What do you do when you want to make a salad, and you’ve got some red onions, some carrots, a few olives, but instead of lettuce you’ve got a big pile of crap? Mix it up as much as you want but the main ingredient is still crap. That’s exactly what Nicky Cage and his hairpiece riding a flaming motorcycle out of Hell in the newest “Ghost Rider” was like. It really seems like they tried to do some things that were interesting to the movie (which I’ll address), but it really just ended up putting some nice window dressing on an otherwise horrible film.
Of course, the characters are awful and flat. That’s not the point. You can’t take a movie like this and hold it up to the standard of good film-making because, let’s be honest here, it just won’t hold up.

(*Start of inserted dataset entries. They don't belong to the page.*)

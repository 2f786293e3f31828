//! Binary strength classifier.
//!
//! Loads a pre-trained soft-voting forest from a JSON artifact and predicts
//! whether a password belongs to the "strong" class. The artifact is read-only
//! once loaded; the scorer holds it behind an `Arc` and shares it freely.

use serde::Deserialize;
use std::path::{Path, PathBuf};
use thiserror::Error;

use crate::features::{FEATURE_COUNT, FEATURE_NAMES, FeatureVector};

pub(crate) const DEFAULT_MODEL_PATH: &str = "./models/password_classifier.json";

#[derive(Error, Debug)]
pub enum ModelError {
    #[error("Model file not found: {0}")]
    FileNotFound(PathBuf),
    #[error("Failed to read model file: {0}")]
    ReadError(#[from] std::io::Error),
    #[error("Model file is empty")]
    EmptyFile,
    #[error("Failed to parse model file: {0}")]
    Parse(#[from] serde_json::Error),
    #[error("Model file is corrupt: {0}")]
    Corrupt(String),
}

#[derive(Error, Debug, Clone, PartialEq, Eq)]
pub enum ClassifierError {
    #[error("Classifier model is not available")]
    ModelUnavailable,
    #[error("Classifier inference failed: {0}")]
    Inference(String),
}

/// Anything that can label a password strong or weak.
///
/// Implementations must be read-only: the same input always yields the same
/// answer and concurrent calls are allowed.
pub trait StrengthClassifier: Send + Sync {
    /// Returns `true` for the "strong" class.
    fn predict(&self, password: &str) -> Result<bool, ClassifierError>;
}

/// Returns the model artifact path.
///
/// Priority:
/// 1. Environment variable `PWD_MODEL_PATH`
/// 2. Default path `./models/password_classifier.json`
pub fn get_model_path() -> PathBuf {
    std::env::var("PWD_MODEL_PATH")
        .map(PathBuf::from)
        .unwrap_or_else(|_| PathBuf::from(DEFAULT_MODEL_PATH))
}

#[derive(Debug, Clone, Deserialize)]
#[serde(untagged)]
enum Node {
    Split {
        feature: usize,
        threshold: f64,
        left: usize,
        right: usize,
    },
    Leaf {
        p_strong: f64,
    },
}

#[derive(Debug, Clone, Deserialize)]
struct Tree {
    nodes: Vec<Node>,
}

impl Tree {
    /// Walks from the root to a leaf. Bounded by the node count so a cyclic
    /// tree fails instead of spinning.
    fn leaf_probability(&self, row: &[f64; FEATURE_COUNT]) -> Result<f64, ClassifierError> {
        let mut index = 0;
        for _ in 0..self.nodes.len() {
            match self.nodes.get(index) {
                Some(Node::Leaf { p_strong }) => return Ok(*p_strong),
                Some(Node::Split {
                    feature,
                    threshold,
                    left,
                    right,
                }) => {
                    index = if row[*feature] <= *threshold { *left } else { *right };
                }
                None => {
                    return Err(ClassifierError::Inference(format!(
                        "node index {} out of range",
                        index
                    )));
                }
            }
        }
        Err(ClassifierError::Inference(
            "tree traversal did not reach a leaf".to_string(),
        ))
    }

    fn validate(&self, tree_index: usize) -> Result<(), ModelError> {
        if self.nodes.is_empty() {
            return Err(ModelError::Corrupt(format!("tree {} has no nodes", tree_index)));
        }
        for node in &self.nodes {
            match node {
                Node::Split {
                    feature,
                    threshold,
                    left,
                    right,
                } => {
                    if *feature >= FEATURE_COUNT {
                        return Err(ModelError::Corrupt(format!(
                            "tree {} references feature {}",
                            tree_index, feature
                        )));
                    }
                    if threshold.is_nan() {
                        return Err(ModelError::Corrupt(format!(
                            "tree {} has a NaN threshold",
                            tree_index
                        )));
                    }
                    if *left >= self.nodes.len() || *right >= self.nodes.len() {
                        return Err(ModelError::Corrupt(format!(
                            "tree {} has a child index out of range",
                            tree_index
                        )));
                    }
                }
                Node::Leaf { p_strong } => {
                    if !(0.0..=1.0).contains(p_strong) {
                        return Err(ModelError::Corrupt(format!(
                            "tree {} has leaf probability {}",
                            tree_index, p_strong
                        )));
                    }
                }
            }
        }
        Ok(())
    }
}

#[derive(Debug, Clone, Deserialize)]
struct Artifact {
    feature_names: Vec<String>,
    trees: Vec<Tree>,
}

/// A trained forest, immutable after loading.
#[derive(Debug, Clone)]
pub struct ClassifierModel {
    trees: Vec<Tree>,
}

impl ClassifierModel {
    /// Loads and validates a model artifact.
    ///
    /// # Errors
    ///
    /// Returns error if:
    /// - File does not exist
    /// - File cannot be read or is empty
    /// - The JSON does not describe a forest over [`FEATURE_NAMES`]
    pub fn load<P: AsRef<Path>>(path: P) -> Result<Self, ModelError> {
        let path = path.as_ref();

        if !path.exists() {
            return Err(ModelError::FileNotFound(path.to_path_buf()));
        }

        let content = std::fs::read_to_string(path)?;
        if content.trim().is_empty() {
            return Err(ModelError::EmptyFile);
        }

        Self::from_json(&content)
    }

    /// Parses and validates an artifact already in memory.
    pub fn from_json(json: &str) -> Result<Self, ModelError> {
        let artifact: Artifact = serde_json::from_str(json)?;

        if artifact.feature_names != FEATURE_NAMES {
            return Err(ModelError::Corrupt(format!(
                "feature names {:?} do not match {:?}",
                artifact.feature_names, FEATURE_NAMES
            )));
        }
        if artifact.trees.is_empty() {
            return Err(ModelError::Corrupt("model has no trees".to_string()));
        }
        for (i, tree) in artifact.trees.iter().enumerate() {
            tree.validate(i)?;
        }

        Ok(Self {
            trees: artifact.trees,
        })
    }

    pub fn tree_count(&self) -> usize {
        self.trees.len()
    }

    /// Mean "strong" probability across all trees.
    pub fn probability_strong(&self, features: &FeatureVector) -> Result<f64, ClassifierError> {
        let row = features.to_row();
        let mut total = 0.0;
        for tree in &self.trees {
            total += tree.leaf_probability(&row)?;
        }
        Ok(total / self.trees.len() as f64)
    }
}

impl StrengthClassifier for ClassifierModel {
    fn predict(&self, password: &str) -> Result<bool, ClassifierError> {
        let features = FeatureVector::extract(password);
        Ok(self.probability_strong(&features)? > 0.5)
    }
}

/// Attempts to load the artifact at `path`, treating any failure as "no model".
pub fn load_optional<P: AsRef<Path>>(path: P) -> Option<ClassifierModel> {
    let path = path.as_ref();
    match ClassifierModel::load(path) {
        Ok(model) => {
            #[cfg(feature = "tracing")]
            tracing::info!(
                "Classifier model loaded: {} trees from {:?}",
                model.tree_count(),
                path
            );
            Some(model)
        }
        Err(_e) => {
            #[cfg(feature = "tracing")]
            tracing::warn!("Classifier unavailable ({}), using rule-based scoring only", _e);
            None
        }
    }
}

Nic Cage is Johnny Blaze, ex-stuntman (Really, what else could you do with a name like Johnny Blaze? Stunts or porn are really your only career choices with a name like that. I don’t think he’d ever be Johnny Blaze, CPA) hiding out in Eastern Europe to avoid letting his demonic Ghost Rider out and killing folks. Cage really plays up his I’m-a-crazy-guy-that-yells-a-lot-in-high-pitched-tones thing to death in this movie. OK, we get it; that was all right in “Face/Off,”@@http://www.imdb.com/title/tt0119094/@@ now give it a rest. It’s almost sad to see him do roles like this considering his awesome performances in “Raising Arizona” and “Leaving Las Vegas.”

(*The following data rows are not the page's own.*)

//! Heuristic scorer - turns a password into a 0-100 strength score.
//!
//! The base score comes either from the binary classifier or, when no
//! classifier is configured, from the zxcvbn estimator. Penalty sections are
//! then deducted and the result is clamped into range.

use secrecy::{ExposeSecret, SecretString};
use serde::Serialize;
use std::path::Path;
use std::sync::Arc;
use zxcvbn::Score;

use crate::charset::CharacterClassFlags;
use crate::classifier::{self, ClassifierError, StrengthClassifier};
use crate::sections::{CLASSIFIER_SECTIONS, Penalty, SHARED_SECTIONS, Section};
use crate::strength::StrengthScore;

/// How the base score is obtained. Chosen once, when the scorer is built.
#[derive(Clone)]
pub enum ScoringStrategy {
    MlBacked(Arc<dyn StrengthClassifier>),
    RuleOnly,
}

impl std::fmt::Debug for ScoringStrategy {
    fn fmt(&self, f: &mut std::fmt::Formatter<'_>) -> std::fmt::Result {
        match self {
            ScoringStrategy::MlBacked(_) => f.write_str("MlBacked"),
            ScoringStrategy::RuleOnly => f.write_str("RuleOnly"),
        }
    }
}

/// Which path actually produced a score.
#[derive(Debug, Clone, Copy, PartialEq, Eq, Serialize)]
#[serde(rename_all = "snake_case")]
pub enum ScoringBranch {
    Classifier,
    Fallback,
}

/// A score together with how it was reached.
#[derive(Debug, Clone, PartialEq, Serialize)]
pub struct ScoreBreakdown {
    pub score: StrengthScore,
    pub branch: ScoringBranch,
    pub base: f64,
    pub bonus: f64,
    pub penalties: Vec<Penalty>,
}

impl ScoreBreakdown {
    pub fn total_penalty(&self) -> u32 {
        self.penalties.iter().map(|p| p.points).sum()
    }
}

#[derive(Debug, Clone)]
pub struct Scorer {
    strategy: ScoringStrategy,
}

impl Default for Scorer {
    fn default() -> Self {
        Self::rule_only()
    }
}

impl Scorer {
    pub fn new(strategy: ScoringStrategy) -> Self {
        Self { strategy }
    }

    pub fn rule_only() -> Self {
        Self::new(ScoringStrategy::RuleOnly)
    }

    pub fn with_classifier(classifier: Arc<dyn StrengthClassifier>) -> Self {
        Self::new(ScoringStrategy::MlBacked(classifier))
    }

    /// Builds a scorer from a model artifact. A missing or corrupt artifact
    /// yields a rule-only scorer.
    pub fn from_model_path<P: AsRef<Path>>(path: P) -> Self {
        match classifier::load_optional(path) {
            Some(model) => Self::with_classifier(Arc::new(model)),
            None => Self::rule_only(),
        }
    }

    pub fn strategy(&self) -> &ScoringStrategy {
        &self.strategy
    }

    pub fn is_classifier_available(&self) -> bool {
        matches!(self.strategy, ScoringStrategy::MlBacked(_))
    }

    /// Raw classifier verdict (`true` = strong).
    ///
    /// Fails with [`ClassifierError::ModelUnavailable`] on a rule-only scorer;
    /// check [`Scorer::is_classifier_available`] first.
    pub fn predict(&self, password: &SecretString) -> Result<bool, ClassifierError> {
        match &self.strategy {
            ScoringStrategy::MlBacked(classifier) => classifier.predict(password.expose_secret()),
            ScoringStrategy::RuleOnly => Err(ClassifierError::ModelUnavailable),
        }
    }

    pub fn score(&self, password: &SecretString) -> StrengthScore {
        self.breakdown(password).score
    }

    pub fn breakdown(&self, password: &SecretString) -> ScoreBreakdown {
        if let ScoringStrategy::MlBacked(classifier) = &self.strategy {
            match classifier.predict(password.expose_secret()) {
                Ok(is_strong) => return classifier_breakdown(password, is_strong),
                Err(_e) => {
                    #[cfg(feature = "tracing")]
                    tracing::warn!("Classifier prediction failed: {}, using fallback scoring", _e);
                }
            }
        }
        fallback_breakdown(password)
    }
}

fn collect_penalties(password: &SecretString, groups: &[&[Section]]) -> Vec<Penalty> {
    groups
        .iter()
        .flat_map(|sections| sections.iter())
        .filter_map(|(_name, section_fn)| section_fn(password))
        .collect()
}

fn classifier_breakdown(password: &SecretString, is_strong: bool) -> ScoreBreakdown {
    let pwd = password.expose_secret();
    let length = pwd.chars().count() as i64;
    let complexity = CharacterClassFlags::from_password(pwd).count() as i64;

    let base = if is_strong {
        (60 + 2 * length + 5 * complexity).min(100)
    } else {
        (20 - length).max(0)
    };

    let penalties = collect_penalties(password, &[SHARED_SECTIONS, CLASSIFIER_SECTIONS]);
    let penalty: i64 = penalties.iter().map(|p| p.points as i64).sum();

    ScoreBreakdown {
        score: StrengthScore::new(base - penalty),
        branch: ScoringBranch::Classifier,
        base: base as f64,
        bonus: 0.0,
        penalties,
    }
}

fn fallback_breakdown(password: &SecretString) -> ScoreBreakdown {
    let pwd = password.expose_secret();
    let length = pwd.chars().count();
    let complexity = CharacterClassFlags::from_password(pwd).count();

    let base = 20.0 * oracle_score(pwd) as f64;

    let length_bonus = match length {
        l if l > 16 => 10.0,
        l if l > 12 => 8.0,
        l if l > 8 => 5.0,
        l if l > 6 => 2.0,
        _ => 0.0,
    };
    let bonus = length_bonus + 1.5 * complexity as f64;

    let penalties = collect_penalties(password, &[SHARED_SECTIONS]);
    let penalty: f64 = penalties.iter().map(|p| p.points as f64).sum();

    // Fractional bonuses are floored after clamping.
    let total = (base + bonus - penalty).clamp(0.0, StrengthScore::MAX as f64);

    ScoreBreakdown {
        score: StrengthScore::new(total.floor() as i64),
        branch: ScoringBranch::Fallback,
        base,
        bonus,
        penalties,
    }
}

/// zxcvbn's 0-4 strength score.
pub(crate) fn oracle_score(password: &str) -> u8 {
    if password.is_empty() {
        return 0;
    }
    match zxcvbn::zxcvbn(password, &[]).score() {
        Score::Zero => 0,
        Score::One => 1,
        Score::Two => 2,
        Score::Three => 3,
        Score::Four => 4,
        #[allow(unreachable_patterns)]
        _ => 0,
    }
}

/// Estimated entropy in bits, from zxcvbn's guess count.
pub fn entropy_bits(password: &str) -> f64 {
    if password.is_empty() {
        return 0.0;
    }
    let bits = zxcvbn::zxcvbn(password, &[]).guesses_log10() * std::f64::consts::LOG2_10;
    (bits * 100.0).round() / 100.0
}

#[cfg(test)]
mod tests {
    use super::*;
    use crate::classifier::test_support::{FixedClassifier, length_model_json};
    use std::io::Write;
    use tempfile::NamedTempFile;

    fn secret(s: &str) -> SecretString {
        SecretString::new(s.to_string().into())
    }

    fn fixed(answer: Result<bool, ClassifierError>) -> Scorer {
        Scorer::with_classifier(Arc::new(FixedClassifier(answer)))
    }

    #[test]
    fn test_strong_prediction_base_and_penalties() {
        // 10 chars, 4 classes: base = min(100, 60 + 20 + 20) = 100, no penalties
        let breakdown = fixed(Ok(true)).breakdown(&secret("Zq9!mV#2kW"));
        assert_eq!(breakdown.branch, ScoringBranch::Classifier);
        assert_eq!(breakdown.base, 100.0);
        assert!(breakdown.penalties.is_empty(), "{:?}", breakdown.penalties);
        assert_eq!(breakdown.score.value(), 100);
    }

    #[test]
    fn test_weak_prediction_base() {
        // base = max(0, 20 - 5) = 15; penalties: lowercase only 10, short 15,
        // no digits 10, no symbols 5
        let breakdown = fixed(Ok(false)).breakdown(&secret("zqmvk"));
        assert_eq!(breakdown.base, 15.0);
        assert_eq!(breakdown.total_penalty(), 40);
        assert_eq!(breakdown.score.value(), 0);
    }

    #[test]
    fn test_classifier_branch_uppercase_digits_penalty() {
        // 12 chars, upper + digit: base = min(100, 60 + 24 + 10) = 94
        // penalties: no symbols 5, uppercase+digits 30
        let breakdown = fixed(Ok(true)).breakdown(&secret("QZMVKWXR7359"));
        assert_eq!(breakdown.base, 94.0);
        assert_eq!(breakdown.total_penalty(), 35);
        assert_eq!(breakdown.score.value(), 59);
    }

    #[test]
    fn test_banned_term_drops_score_by_at_least_fifty() {
        let scorer = fixed(Ok(true));
        let with_term = scorer.score(&secret("mybarclaysacct99Q!"));
        let without_term = scorer.score(&secret("myacct99Q!"));
        assert!(
            without_term.value() as i32 - with_term.value() as i32 >= 50,
            "with: {}, without: {}",
            with_term,
            without_term
        );
    }

    #[test]
    fn test_inference_failure_falls_back_for_the_call() {
        let scorer = fixed(Err(ClassifierError::Inference("boom".to_string())));
        assert!(scorer.is_classifier_available());
        let breakdown = scorer.breakdown(&secret("Zq9!mV#2kW"));
        assert_eq!(breakdown.branch, ScoringBranch::Fallback);
    }

    #[test]
    fn test_predict_requires_a_classifier() {
        let pwd = secret("anything");
        assert_eq!(
            Scorer::rule_only().predict(&pwd),
            Err(ClassifierError::ModelUnavailable)
        );
        assert_eq!(fixed(Ok(true)).predict(&pwd), Ok(true));
    }

    #[test]
    fn test_fallback_common_password() {
        // base 0, bonus 1.5, penalties: digits only 15, ultra common 20,
        // numeric run 10, banned "123" 50
        let breakdown = Scorer::rule_only().breakdown(&secret("123456"));
        assert_eq!(breakdown.branch, ScoringBranch::Fallback);
        assert_eq!(breakdown.bonus, 1.5);
        assert_eq!(breakdown.total_penalty(), 95);
        assert_eq!(breakdown.score.value(), 0);
    }

    #[test]
    fn test_fallback_strong_password() {
        let score = Scorer::rule_only().score(&secret("Tr0ub4dor&3Zx9!"));
        assert!(score.value() >= 60, "score was {}", score);
    }

    #[test]
    fn test_fallback_skips_classifier_only_penalties() {
        // short, no symbols and uppercase+digits only apply to the classifier path
        let pwd = secret("HELLO1");
        assert!(Scorer::rule_only().breakdown(&pwd).penalties.is_empty());
        assert_eq!(fixed(Ok(true)).breakdown(&pwd).total_penalty(), 50);
    }

    #[test]
    fn test_empty_password_scores_zero() {
        assert_eq!(Scorer::rule_only().score(&secret("")).value(), 0);
        // base 60; short 15, no letters 20, no digits 10, no symbols 5
        assert_eq!(fixed(Ok(true)).score(&secret("")).value(), 10);
    }

    #[test]
    fn test_from_model_path() {
        assert!(!Scorer::from_model_path("/nonexistent/model.json").is_classifier_available());

        let mut temp_file = NamedTempFile::new().expect("Failed to create temp file");
        write!(temp_file, "{}", length_model_json()).expect("Failed to write");
        let scorer = Scorer::from_model_path(temp_file.path());
        assert!(scorer.is_classifier_available());
        assert_eq!(
            scorer.breakdown(&secret("Zq9!mV#2kW")).branch,
            ScoringBranch::Classifier
        );
    }

    #[test]
    fn test_entropy_bits() {
        assert_eq!(entropy_bits(""), 0.0);
        assert!(entropy_bits("Tr0ub4dor&3Zx9!") > entropy_bits("abc"));
    }
}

The other characters don’t really mean anything. There’s the kid everybody is trying to get their hands on because he’s the child of the devil or something, and Christopher I-can’t-believe-he-found-work-after-“Highlander” Lambert (“Highlander” was awesome, by the way) plays some weird face-tattooed priest who also wants to protect the kid from the devil, but we’re never told why he has tattoos on his face, or why the priests live in some sort of weird cave complex out in the middle of the Eastern Bloc somewhere.@@it’s the eastern bloc, what do you expect?@@ Like I said before, the plot and characters aren’t the best parts of this movie. I’m not sure there are any best parts of this movie. No, wait. There are two.
Best Part Number One is that you get to see the Ghost Rider urinating fire for two seconds. Yes, you read that right. That was a good part of the movie. Two seconds.
Best Part Number Two is the idea that the devil can’t do his freaky devil-magic often while inhabiting human bodies because the power of his evil devil-magic is too much for the human body to withstand, and they deteriorate during the process. That was a cool concept. But it may have been ripped off of the television show “Supernatural.”
These two things don’t make the film worth watching.
Oh yeah, it was also in 3-D, which every movie that comes out is trying to do. It’s another reason to jack up the price and get people in theater seats. It wasn’t filmed in 3-D, but the effect was applied in post-production. That isn’t true 3-D. True 3-D needs to be filmed with special 3-D cameras made for that purpose. If it’s applied after the fact, you get a lackluster effect — as you see in “Ghost Rider: Spirit of Vengeance.”
To sum up, this movie was pure schlock. You’d be better off paying the $9 to somebody who could use the money for a kick in the groin. OK, maybe it wasn’t that bad. A poke in the eye, maybe. Not the worst movie of the year (the bar has been set rather high … er… low for that one), but it isn’t worth seeing unless you don’t have to pay for it, and you have nothing else to do. By that, I mean absolutely nothing. Watching paint dry is something, and therefore doesn’t count.